Continue reading to find out everything you need to know about CBG and how to get the benefits from this promising and intriguing cannabinoid.

What Are Cannabinoids?

You’ve surely heard of the cannabinoids THC and CBD. The truth is, as far as we know, there are over 100 different types of cannabinoids present in the cannabis plant. The most well-known cannabinoids include THC, CBD, CBG, and CBN.

Cannabinoids are the chemical compounds found in the cannabis plant that play a role in our endocannabinoid system. Cannabinoids are developed in the plant resin glands (trichomes), leaves, and flowers on the plant. Cannabinoids interact with two main receptors CB1 and CB2 in the Endocannabinoid System. The endocannabinoid system interacts with the cannabinoids in the plants to create different effects on the body.

What is CBG?

CBG is one such cannabinoid garnering a great deal of attention as of recent. Formally known as Cannabigerol, this cannabinoid is non-psychoactive and generally more abundant in strains with lower THC and greater concentrations of CBD. Just like THC and CBD, Cannabigerol interacts with the cannabinoid receptors in our brain.

This particular cannabinoid is reported to potentially offer a range of potential health benefits for a variety of issues. More specifically, CBG is commonly referred to as the mother of all cannabinoids. That’s due to the fact that all other cannabinoids are derived from Cannabigerolic acid (CBGA).

How is CBG Made?

CBG typically only presents itself at 1% meaning it’s often considered a minor cannabinoid. Cannabis plants turn out Cannabigerolic Acid (CBGA), which happens to be a precursor to the other main cannabinoids like tetrahydrocannabinol acid (THCA), cannabidiolic acid (CBDA), and cannabichromene acid (CBCA).

The CBGA is broken down in the body by enzymes and sent to mix with the various other cannabinoids. In most cases, CBGA completely breaks down and is converted into either THCA or CBDA. In an attempt to yield more CBG, breeders experiment with cross-breeding and find the peak extraction times. This cannabinoid tends to be derived from younger cannabis plants because they contain higher concentrations of CBG.

What Are the Benefits & Effects of CBG?

The most exciting thing about CBG is its potential for a wide range of therapeutic effects. These purported benefits have to do with the role CBG plays in the Endocannabinoid System. CBG seems to interact with our body’s ECS systems to perform a range of duties.

The proposed medical and therapeutic benefits of CBG include symptom relief for:

  • Glaucoma
  • Cancer
  • Irritable Bowel Diseases (IBD)
  • Crohn’s Disease
  • Lack of Appetite

While the current research is promising, much more research needs to be done for us to be able to conclude CBG’s benefits with reasonable certainty. For example, Most successful tests and research were completed on mice and have yet to reach any form of wide-scale human trials.

In terms of side effects, CBG may result in tiredness, diarrhea, dry mouth, appetite changes, and weight changes. Most of this is due to how the CBG reacts with the endocannabinoid system. With that said, much more research needs to be done to get a better picture of the overall benefits and side effects of Cannabigerol (CBG).

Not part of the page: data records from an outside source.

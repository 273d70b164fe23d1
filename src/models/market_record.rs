use chrono::{DateTime, Utc};
use serde::{Deserialize, Serialize};
use sqlx::FromRow;

use crate::constants::Category;

/// One catalog entry
/// Maps to the `poly_events` table
#[derive(Debug, Clone, PartialEq, Serialize, Deserialize, FromRow)]
pub struct MarketRecord {
    pub id: String,
    pub title: String,
    pub category: Option<String>,
    /// Stored as a JSON array; queries coalesce NULL to `[]`
    #[sqlx(json)]
    pub tags: Vec<String>,
    pub end_date: Option<DateTime<Utc>>,
    #[sqlx(rename = "title_ko")]
    #[serde(rename = "title_ko")]
    pub title_translated: Option<String>,
}

impl MarketRecord {
    /// Parsed category label; unknown free-text labels are kept as `None`
    pub fn category_label(&self) -> Option<Category> {
        self.category.as_deref().and_then(|c| c.parse().ok())
    }

    /// Null or the Uncategorized sentinel
    pub fn needs_classification(&self) -> bool {
        match self.category.as_deref() {
            None => true,
            Some(label) => label == Category::Uncategorized.as_str(),
        }
    }

    pub fn candidate(&self) -> TranslationCandidate {
        TranslationCandidate {
            id: self.id.clone(),
            title: self.title.clone(),
        }
    }
}

/// The (id, title) projection the translation pipeline works on
#[derive(Debug, Clone, PartialEq, Eq, Serialize, Deserialize, FromRow)]
pub struct TranslationCandidate {
    pub id: String,
    pub title: String,
}
//! # Market Record Scopes
//!
//! Query builder for the market catalog table. Every filter is a range or
//! equality predicate evaluated by the store, so the table is never pulled
//! into memory to decide eligibility.

use chrono::{DateTime, Utc};
use sqlx::postgres::PgRow;
use sqlx::{FromRow, PgPool, Postgres, QueryBuilder};

use super::eligibility::EligibilityCriteria;
use crate::constants::{table, Category};

const CANDIDATE_COLUMNS: &str = "id, title";
const RECORD_COLUMNS: &str =
    "id, title, category, COALESCE(tags, '[]'::jsonb) AS tags, end_date, title_ko";

fn labels(categories: &[Category]) -> Vec<String> {
    categories.iter().map(|c| c.as_str().to_string()).collect()
}

/// Query builder for market record scopes
pub struct RecordScope {
    query: QueryBuilder<'static, Postgres>,
    has_conditions: bool,
}

impl RecordScope {
    fn select(columns: &str) -> Self {
        let query = QueryBuilder::new(format!(
            "SELECT {columns} FROM {}",
            table::MARKET_EVENTS
        ));
        Self {
            query,
            has_conditions: false,
        }
    }

    /// `(id, title)` rows for the translation pipeline
    pub fn candidates() -> Self {
        Self::select(CANDIDATE_COLUMNS)
    }

    /// Full rows
    pub fn records() -> Self {
        Self::select(RECORD_COLUMNS)
    }

    /// `COUNT(*)` over the same predicates
    pub fn counting() -> Self {
        Self::select("COUNT(*)")
    }

    fn add_condition(&mut self, condition: &str) {
        if self.has_conditions {
            self.query.push(" AND ");
        } else {
            self.query.push(" WHERE ");
            self.has_conditions = true;
        }
        self.query.push(condition);
    }

    /// Apply the whole eligibility predicate
    pub fn eligible(mut self, criteria: &EligibilityCriteria) -> Self {
        if !criteria.overwrite {
            self = self.untranslated();
        }
        if let Some(start) = criteria.window.start {
            self = if criteria.window.start_inclusive {
                self.ending_on_or_after(start)
            } else {
                self.ending_after(start)
            };
        }
        if let Some(end) = criteria.window.end {
            self = self.ending_before(end);
        }
        let keep_null = !criteria.drops_null_category();
        if criteria.exclude_null_category && criteria.included_categories.is_none() {
            self = self.categorized();
        }
        if let Some(included) = &criteria.included_categories {
            self = self.in_categories(included);
        }
        if !criteria.excluded_categories.is_empty() {
            self = self.excluding_categories(&criteria.excluded_categories, keep_null);
        }
        self
    }

    /// Scope: untranslated - no translated title yet
    pub fn untranslated(mut self) -> Self {
        self.add_condition(&format!("{} IS NULL", table::TITLE_TRANSLATED));
        self
    }

    pub fn ending_after(mut self, at: DateTime<Utc>) -> Self {
        self.add_condition(&format!("{} > ", table::END_DATE));
        self.query.push_bind(at);
        self
    }

    pub fn ending_on_or_after(mut self, at: DateTime<Utc>) -> Self {
        self.add_condition(&format!("{} >= ", table::END_DATE));
        self.query.push_bind(at);
        self
    }

    pub fn ending_before(mut self, at: DateTime<Utc>) -> Self {
        self.add_condition(&format!("{} < ", table::END_DATE));
        self.query.push_bind(at);
        self
    }

    /// With `keep_null`, NULL categories survive; `NOT IN` alone would drop them
    pub fn excluding_categories(mut self, categories: &[Category], keep_null: bool) -> Self {
        if keep_null {
            self.add_condition(&format!(
                "({col} IS NULL OR NOT ({col} = ANY(",
                col = table::CATEGORY
            ));
            self.query.push_bind(labels(categories));
            self.query.push(")))");
        } else {
            self.add_condition(&format!("NOT ({} = ANY(", table::CATEGORY));
            self.query.push_bind(labels(categories));
            self.query.push("))");
        }
        self
    }

    /// Scope: category is one of `categories`; NULL never matches
    pub fn in_categories(mut self, categories: &[Category]) -> Self {
        self.add_condition(&format!("{} = ANY(", table::CATEGORY));
        self.query.push_bind(labels(categories));
        self.query.push(")");
        self
    }

    pub fn categorized(mut self) -> Self {
        self.add_condition(&format!("{} IS NOT NULL", table::CATEGORY));
        self
    }

    /// Scope: unclassified - category is NULL or the Uncategorized sentinel
    pub fn unclassified(mut self) -> Self {
        self.add_condition(&format!(
            "({col} IS NULL OR {col} = ",
            col = table::CATEGORY
        ));
        self.query.push_bind(Category::Uncategorized.as_str().to_string());
        self.query.push(")");
        self
    }

    /// Keyset pagination cursor
    pub fn after_id(mut self, id: Option<&str>) -> Self {
        if let Some(id) = id {
            self.add_condition(&format!("{} > ", table::ID));
            self.query.push_bind(id.to_string());
        }
        self
    }

    /// Store order is primary-key order
    pub fn order_by_id(mut self) -> Self {
        self.query.push(format!(" ORDER BY {} ASC", table::ID));
        self
    }

    pub fn limit(mut self, limit: i64) -> Self {
        self.query.push(" LIMIT ");
        self.query.push_bind(limit);
        self
    }

    /// Generated SQL with bind placeholders
    pub fn sql(&self) -> &str {
        self.query.sql()
    }

    pub async fn all<T>(mut self, pool: &PgPool) -> Result<Vec<T>, sqlx::Error>
    where
        T: for<'r> FromRow<'r, PgRow> + Send + Unpin,
    {
        self.query.build_query_as::<T>().fetch_all(pool).await
    }

    pub async fn count(mut self, pool: &PgPool) -> Result<i64, sqlx::Error> {
        self.query.build_query_scalar::<i64>().fetch_one(pool).await
    }
}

How is CBG Different From CBD?

Due to its non-psychoactivity, CBG has often lumped in with CBD as another cannabinoid offering similar benefits. Some even refer to the compound as the “new CBD”. So are they really that different?

The truth is they do share similar characteristics but have enough of a difference in chemical makeup to produce varying effects.

As previously mentioned, CBG is a precursor to CBD meaning it actually helps make CBD. These two cannabinoids are also similar because both CBD and CBG seem to calm and counteract any negative psychoactive effects of THC. One potential benefit of CBG over CBD is its ability to still stimulate appetite without producing a high.

How to Get the Benefits from CBG

In order to get the benefits from CBG and the overall entourage effect, you must either smoke fresh flower or concentrates that are 100% live resin extracted to retain all plant materials. For example, URSA’s premium Live Resin Carts are filled with contents 100% from the strain listed. That’s because all input material is fresh-frozen right at peak harvest. This ensures a high concentration of terpenes and cannabinoids including CBG.

CBG is inherently difficult to produce in larger amounts, which means high-quality full-spectrum extracts are often the preferred way to go. You can view our Terpene Vault to learn more about the terpenes involved in each strain as well as the specific cannabinoid makeup. You can also click here to look for URSA products near you.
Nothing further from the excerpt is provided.